8. TaqI B1/B2 and -629A/C cholesteryl ester transfer protein (CETP) gene polymorphisms and their association with CETP activity and high-density lipoprotein cholesterol levels in a Tehranian population. Part of the Tehran Lipid and Glucose Study (TLGS)

Author

Fereidoun Azizi, Mehdi Hedayati, and Maryam S. Daneshpour

Subjects

medicine.medical_specialty, Linkage disequilibrium, lcsh:QH426-470, TaqI, Population, Biology, Hardy-Weinberg equilibrium, chemistry.chemical_compound, High-density lipoprotein, Internal medicine, Cholesterylester transfer protein, Genetics, medicine, Allele, education, Molecular Biology, education.field_of_study, Cholesterol, Hardy–Weinberg principle, lcsh:Genetics, Endocrinology, cholesteryl ester transfer protein (CETP), chemistry, biology.protein, lipids (amino acids, peptides, and proteins), polymorphisms, linkage disequilibrium

Abstract

We examined the cholesteryl ester transfer protein (CETP) gene TaqI intron 1 B1/B2 polymorphism and the -629A/C CETP promoter polymorphism in respect to high-density lipoprotein cholesterol (HDL-C) in a healthy Iranian population taken from the Tehran Lipid and Glucose Study (TLGS).

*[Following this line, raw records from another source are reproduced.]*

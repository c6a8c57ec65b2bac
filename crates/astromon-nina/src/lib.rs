//! # astromon-nina - Remote server protocol layer
//!
//! Talks to N.I.N.A.-style astrophotography-automation servers:
//!
//! - [`http`] - Shared REST poll client with the retry ladder and the
//!   keep-alive discipline, plus the capped prepared-image download
//! - [`endpoints`] - Typed apply-functions and the named fetcher tables for
//!   every `/v2/api` poll endpoint
//! - [`sequence`] - The `sequence/json` tree walker
//! - [`protocol`] - Event-socket frame parsing and state application
//! - [`event_channel`] - The per-instance socket task with externally
//!   driven reconnect

pub mod endpoints;
pub mod event_channel;
pub mod http;
pub mod protocol;
pub mod sequence;

pub use endpoints::{Fetcher, ProfileInfo, EVENT_FALLBACK_TIER, SLOW_TIER};
pub use event_channel::{EventChannel, ReconnectPolicy};
pub use http::{endpoint_url, PollClient, IMAGE_MAX_BYTES};
pub use protocol::{parse_event, socket_url, ServerEvent};
pub use sequence::{walk_sequence, BindingCondition, SequenceSummary, SmartExposure};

The relationship between CETP activity and HDL-C level was also determined along with body mass index, blood pressure and tobacco smoking status. PCR-RFLP used to amplify a segment of the CETP intron 1 TaqI (B2/B1) polymorphism from 1021 individuals and we selected 345 individuals from the lowest, middle and highest HDL-C deciles and investigated the -629A/C polymorphism. We also evaluated the CETP activity of 103 of these individuals, each with at least one homozygous allele. The presence of the TaqI B2 and -629A/C A alleles were significantly associated with increased HDL-C levels (B2B2 = 1.19 ± 0.31 mmolL-1 vs. B1B1 = 1.01 ± 0.2 mmol L-1 for p < 0.001; AA = 1.15 ± 0.41 mmol L-1 vs. CC = 0.95 ± 0.28 mmol L-1 for p < 0.001) and decreased the CETP activity (B1B1 = 67.8 ± 8.9 pmol L-1 vs. B2B2 = 62.6 ± 9.6 pmol L-1 for p < 0.01; CC = 68.6 ± 8.4 pmol L-1 vs. AA = 62.7 ± 9.7 pmol L-1 for p < 0.002). The frequencies were 0.382 for the TaqI B2 allele and 0.462 for the -629A/C A allele, with linkage disequilibrium analysis giving D = 0.0965 and D' = 0.4695. We demonstrated that the TaqI B1 and B2 alleles and the -629A/C A and C alleles were in linkage disequilibrium in our population and that there was a significant association between the B2 and A alleles and high HDL-C levels and low CETP activity. Linkage disequilibrium between the TaqI A and B2 alleles also detected.